* Problem *
Nothing but the lines from the one with "let mut cut: String" through the final line of the listing should appear in the answer, each copied exactly.

* Dataset excerpts *
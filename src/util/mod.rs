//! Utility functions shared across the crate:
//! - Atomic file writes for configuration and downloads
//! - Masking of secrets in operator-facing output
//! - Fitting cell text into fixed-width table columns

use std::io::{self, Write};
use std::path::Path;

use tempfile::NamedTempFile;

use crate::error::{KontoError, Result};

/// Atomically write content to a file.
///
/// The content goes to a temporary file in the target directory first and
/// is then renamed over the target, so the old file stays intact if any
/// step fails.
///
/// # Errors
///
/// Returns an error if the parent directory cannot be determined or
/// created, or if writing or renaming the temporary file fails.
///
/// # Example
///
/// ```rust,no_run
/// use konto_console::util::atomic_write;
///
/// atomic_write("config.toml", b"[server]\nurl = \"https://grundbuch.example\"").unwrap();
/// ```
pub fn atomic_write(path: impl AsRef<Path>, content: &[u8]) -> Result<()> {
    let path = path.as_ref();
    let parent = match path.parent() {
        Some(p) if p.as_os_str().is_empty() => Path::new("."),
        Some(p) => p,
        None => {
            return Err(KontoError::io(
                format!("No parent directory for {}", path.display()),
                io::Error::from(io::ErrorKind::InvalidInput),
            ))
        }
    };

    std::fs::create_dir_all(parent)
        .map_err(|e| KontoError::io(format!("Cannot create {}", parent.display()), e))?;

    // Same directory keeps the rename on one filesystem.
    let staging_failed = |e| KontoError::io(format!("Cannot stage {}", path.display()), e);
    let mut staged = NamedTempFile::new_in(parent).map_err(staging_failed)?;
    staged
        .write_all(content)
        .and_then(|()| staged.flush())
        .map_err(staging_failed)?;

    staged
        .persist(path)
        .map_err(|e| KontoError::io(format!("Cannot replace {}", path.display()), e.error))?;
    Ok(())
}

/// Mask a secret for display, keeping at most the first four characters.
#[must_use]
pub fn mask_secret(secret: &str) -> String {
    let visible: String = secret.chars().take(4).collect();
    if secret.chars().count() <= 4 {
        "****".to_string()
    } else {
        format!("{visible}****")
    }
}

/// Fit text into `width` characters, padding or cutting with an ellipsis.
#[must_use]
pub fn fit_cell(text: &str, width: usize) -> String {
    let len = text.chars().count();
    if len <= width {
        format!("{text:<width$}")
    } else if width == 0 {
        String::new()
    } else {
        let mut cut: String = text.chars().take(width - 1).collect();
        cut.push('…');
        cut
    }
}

* Response area *
        let mut cut: String = text.chars().take(width - 1).collect();
        cut.push('…');
        cut
    }
}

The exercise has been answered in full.